Onun için önümüzdeki seçimlerde bu sloganla ve halkçıların adayı ile Erdoğan önüne çıkmak ciddi bir riski de beraberinde taşır.

Çünkü iş yine 1950 şartlarına döner.

Erdoğan da elindeki muazzam basın gücü ile dehşetli bir propaganda yürütür.

Ve CHP’nin o eski CHP olduğuna milleti ikna edebilir.

İşte bu nedenle;

6’lı masa farklı bir taktik izlemeli, diye düşünüyoruz.

Madem Erdoğan Demokratların mirasını gasp etmeye çalışıyor.

Şu an içinde bulunduğu krizden yine DP ve sloganından medet umarak kurtulmaya çabalıyor.

O zaman Erdoğan’ın bu taktiğini elinde almak gerekiyor.

Nasıl mı?

Önümüzdeki seçimlerde Erdoğan karşısına İlhan Kesici veya Gültekin Uysal gibi Demokrat bir adayla çıkarak…

Ve…

Cumhur ittifakına karşı da DP’yi millet ittifakının çatı partisi olarak çıkararak…

İşte o zaman Erdoğan menfi propaganda yapacak zeminini kaybeder.

“DP’nin çatı partisi olması” düşüncesi ütopik bulunmasın.

Zira;

Yeni seçim kanunu bir çatı partisini neredeyse zorunlu kılıyor.

Bu DP olsun veya başka biri.

Çatı partisi adeta zorunlu gibi.

Onun için DP en öncelikli ve mantıklı seçenek.

Zaten;

Avrasyaanket sahibi Kemal Özkiraz da DP’yi çatı partisi olarak önermişti.

Bu son derece makul bir çözüm.

Şartlar da bunu zorlar mahiyette.

Şayet DP çatı partisi olursa…

6’lı masa da seçim çevrelerine göre uygun bir liste çıkarır ise…

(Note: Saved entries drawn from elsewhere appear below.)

#[cfg(test)]
mod tests {
    use super::*;
    use crate::testing::{
        FakeDemuxer, FakeOpener, FakeOutput, OutputLog, RecordingSink, audio_stream,
        other_stream, write_test_wav,
    };
    use std::sync::atomic::Ordering;
    use std::time::{Duration, Instant};

    fn player(
        make: impl Fn() -> FakeDemuxer + Send + Sync + 'static,
        output: FakeOutput,
    ) -> (MusicPlayer, Arc<RecordingSink>, Arc<OutputLog>) {
        let sink = Arc::new(RecordingSink::default());
        let log = output.log();
        let options = PlayerOptions {
            sink: sink.clone(),
            ..PlayerOptions::default()
        };
        let opener = FakeOpener::new(move || Ok(Box::new(make()) as Box<dyn Demuxer>));
        let player = MusicPlayer::with_backends("fake.flac", options, Box::new(opener), Box::new(output));
        (player, sink, log)
    }

    fn endless_stereo() -> FakeDemuxer {
        FakeDemuxer::new(vec![audio_stream(0, 44_100, 2)]).endless(0, 256)
    }

    /// Collect events until `done` returns true or two seconds pass.
    fn events_until(rx: &Receiver<PlayerEvent>, done: impl Fn(&[PlayerEvent]) -> bool) -> Vec<PlayerEvent> {
        let deadline = Instant::now() + Duration::from_secs(2);
        let mut seen = Vec::new();
        while !done(&seen) {
            let left = deadline.saturating_duration_since(Instant::now());
            match rx.recv_timeout(left) {
                Ok(ev) => seen.push(ev),
                Err(_) => break,
            }
        }
        seen
    }

    fn wait_for(cond: impl Fn() -> bool) -> bool {
        let deadline = Instant::now() + Duration::from_secs(2);
        while !cond() {
            if Instant::now() > deadline {
                return false;
            }
            std::thread::sleep(Duration::from_millis(1));
        }
        true
    }

    #[test]
    fn create_play_stop_reports_playing() {
        let (mut p, _sink, log) = player(endless_stereo, FakeOutput::new());
        p.create().unwrap();
        assert_eq!(p.state(), PlayerState::Created);
        assert!(!p.is_playing());

        p.play().unwrap();
        assert!(p.is_playing());
        assert_eq!(log.started.load(Ordering::SeqCst), 1);
        assert!(wait_for(|| log.pumped_bytes.load(Ordering::SeqCst) > 0));
        assert!(wait_for(|| p.status().played_bytes > 0));

        p.stop();
        assert!(!p.is_playing());
        assert_eq!(p.state(), PlayerState::Stopped);
        assert_eq!(log.closed.load(Ordering::SeqCst), 1);
        assert!(!log.pump_running.load(Ordering::SeqCst));

        p.stop();
        assert_eq!(log.closed.load(Ordering::SeqCst), 1);
    }

    #[test]
    fn plays_real_wav_to_the_end() {
        let file = write_test_wav("player", 44_100, 2, 4_410);
        let output = FakeOutput::new();
        let log = output.log();
        let mut p = MusicPlayer::with_backends(
            file.path_str(),
            PlayerOptions::default(),
            Box::new(SymphoniaOpener),
            Box::new(output),
        );

        p.create().unwrap();
        let status = p.status();
        let source = status.source.unwrap();
        assert_eq!(source.sample_rate, Some(44_100));
        assert_eq!(source.channels, Some(2));
        assert_eq!(status.duration_ms, Some(100));

        let events = p.events();
        p.play().unwrap();
        let seen = events_until(&events, |s| s.contains(&PlayerEvent::Finished));
        assert!(seen.contains(&PlayerEvent::Started));
        assert!(seen.contains(&PlayerEvent::Finished));

        assert!(!p.is_playing());
        assert_eq!(p.state(), PlayerState::Playing);
        let status = p.status();
        assert_eq!(status.played_bytes, 4_410 * 4);
        assert_eq!(status.elapsed_ms, Some(100));
        assert_eq!(status.silence_blocks, 0);

        p.stop();
        assert_eq!(log.closed.load(Ordering::SeqCst), 1);
        assert_eq!(p.state(), PlayerState::Stopped);
    }

    #[test]
    fn plays_in_memory_wav_the_requested_number_of_times() {
        let file = write_test_wav("repeat", 44_100, 2, 4_410);
        let bytes = std::fs::read(file.path_str()).unwrap();
        let options = PlayerOptions {
            config: PlaybackConfig {
                play_count: 2,
                ..PlaybackConfig::default()
            },
            ..PlayerOptions::default()
        };
        let mut p = MusicPlayer::with_backends(
            "repeat.wav",
            options,
            Box::new(MemoryOpener::new(bytes)),
            Box::new(FakeOutput::new()),
        );

        p.create().unwrap();
        let events = p.events();
        p.play().unwrap();
        let seen = events_until(&events, |s| {
            s.contains(&PlayerEvent::Finished) && s.contains(&PlayerEvent::SourceExhausted)
        });
        assert!(seen.contains(&PlayerEvent::Finished));
        assert_eq!(
            seen.iter().filter(|e| **e == PlayerEvent::SourceExhausted).count(),
            1
        );

        let status = p.status();
        assert_eq!(status.played_bytes, 2 * 4_410 * 4);
        assert_eq!(status.elapsed_ms, Some(200));
        p.destroy();
    }

    #[test]
    fn missing_audio_stream_fails_create() {
        let (mut p, sink, log) = player(
            || FakeDemuxer::new(vec![other_stream(0)]),
            FakeOutput::new(),
        );
        let err = p.create().unwrap_err();
        assert!(matches!(err, PlayerError::Setup(SetupError::NoAudioStream)));
        assert_eq!(p.state(), PlayerState::Idle);
        assert!(!p.is_playing());
        assert!(sink.messages()[0].contains("cannot find audio stream"));

        assert!(matches!(
            p.play(),
            Err(PlayerError::InvalidState { action: "play", .. })
        ));
        assert_eq!(log.opened.load(Ordering::SeqCst), 0);
    }

    #[test]
    fn unsupported_codec_fails_create() {
        let (mut p, sink, _log) = player(
            || {
                let mut stream = audio_stream(0, 44_100, 2);
                stream.codec = Some("unsupported".to_string());
                FakeDemuxer::new(vec![stream])
            },
            FakeOutput::new(),
        );
        assert!(matches!(
            p.create(),
            Err(PlayerError::Setup(SetupError::UnsupportedCodec(_)))
        ));
        assert_eq!(sink.messages().len(), 1);
    }

    #[test]
    fn stop_right_after_play_terminates() {
        let (mut p, _sink, log) = player(endless_stereo, FakeOutput::new());
        for round in 1..=20 {
            p.create().unwrap();
            p.play().unwrap();
            let started = Instant::now();
            p.stop();
            assert!(started.elapsed() < Duration::from_secs(2));
            assert!(!p.is_playing());
            assert_eq!(log.started.load(Ordering::SeqCst), round);
            assert_eq!(log.closed.load(Ordering::SeqCst), round);
            assert!(!log.pump_running.load(Ordering::SeqCst));
        }
    }

    #[test]
    fn double_play_is_rejected() {
        let (mut p, _sink, log) = player(endless_stereo, FakeOutput::new());
        p.create().unwrap();
        p.play().unwrap();

        let err = p.play().unwrap_err();
        assert!(matches!(
            err,
            PlayerError::InvalidState {
                action: "play",
                state: PlayerState::Playing
            }
        ));
        assert_eq!(log.opened.load(Ordering::SeqCst), 1);
        assert!(p.is_playing());
        p.stop();
    }

    #[test]
    fn create_while_playing_is_rejected() {
        let (mut p, _sink, _log) = player(endless_stereo, FakeOutput::new());
        p.create().unwrap();
        p.play().unwrap();
        assert!(matches!(
            p.create(),
            Err(PlayerError::InvalidState { action: "create", .. })
        ));
        p.stop();
    }

    #[test]
    fn destroy_is_idempotent() {
        let (mut p, _sink, log) = player(endless_stereo, FakeOutput::new());
        p.create().unwrap();
        p.play().unwrap();

        p.destroy();
        p.destroy();
        assert_eq!(p.state(), PlayerState::Destroyed);
        assert_eq!(log.closed.load(Ordering::SeqCst), 1);
        assert!(p.status().source.is_none());
        assert!(matches!(
            p.create(),
            Err(PlayerError::InvalidState { action: "create", .. })
        ));
    }

    #[test]
    fn natural_end_emits_events_and_stop_still_closes() {
        let (mut p, _sink, log) = player(
            || FakeDemuxer::new(vec![audio_stream(0, 44_100, 2)]).with_packets(0, 5, 32),
            FakeOutput::new(),
        );
        let events = p.events();
        p.create().unwrap();
        p.play().unwrap();

        let seen = events_until(&events, |s| {
            s.contains(&PlayerEvent::Finished) && s.contains(&PlayerEvent::SourceExhausted)
        });
        assert!(seen.contains(&PlayerEvent::SourceExhausted));
        assert!(seen.contains(&PlayerEvent::Finished));
        assert!(!p.is_playing());
        assert_eq!(p.status().played_bytes, 5 * 32 * 4);

        p.stop();
        assert_eq!(log.closed.load(Ordering::SeqCst), 1);
        assert_eq!(
            events.recv_timeout(Duration::from_secs(1)).unwrap(),
            PlayerEvent::Stopped
        );
    }

    #[test]
    fn replay_after_stop_discards_stale_events() {
        let (mut p, _sink, _log) = player(endless_stereo, FakeOutput::new());
        let events = p.events();
        p.create().unwrap();
        p.play().unwrap();
        p.stop();

        p.create().unwrap();
        p.play().unwrap();
        assert_eq!(
            events.recv_timeout(Duration::from_secs(1)).unwrap(),
            PlayerEvent::Started
        );
        p.stop();
    }

    #[test]
    fn device_failure_stops_session() {
        let (mut p, sink, log) = player(endless_stereo, FakeOutput::new().failing_open());
        p.create().unwrap();
        assert!(matches!(p.play(), Err(PlayerError::Output(_))));
        assert_eq!(p.state(), PlayerState::Stopped);
        assert!(!p.is_playing());
        assert_eq!(log.closed.load(Ordering::SeqCst), 1);
        assert!(sink.messages()[0].contains("audio device"));
    }

    #[test]
    fn status_reports_resampling_to_device_rate() {
        let (mut p, _sink, _log) = player(
            endless_stereo,
            FakeOutput::new().with_format(OutputFormat::new(48_000, 2)),
        );
        p.create().unwrap();
        p.play().unwrap();
        let status = p.status();
        assert_eq!(status.output, Some(OutputFormat::new(48_000, 2)));
        assert_eq!(status.resampling(), Some(true));
        assert!(wait_for(|| p.status().played_bytes > 0));
        p.stop();
    }
}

Bu durum da millete güzelce anlatılır ise…

O zaman işte 1950 şartları tekrarlanabilir.

Erdoğan’ın elindeki bu mühim koz da alınmış olur.

Bu noktada tabi ki en büyük iş Kılıçdaroğlu’na düşüyor.

Şayet Sayın Kılıçdaroğlu nasıl ki 6’lı masayı kurduğu gibi, DP’yi de çatı partisi olarak kabul eder ve ettirir ise..

İşte o zaman belki de çatı patisinin adayı olarak meydana çıkabilir.

Yani DP’nin adayı olarak…

Ve böylece Erdoğan’ın oyunlarını bozabilir.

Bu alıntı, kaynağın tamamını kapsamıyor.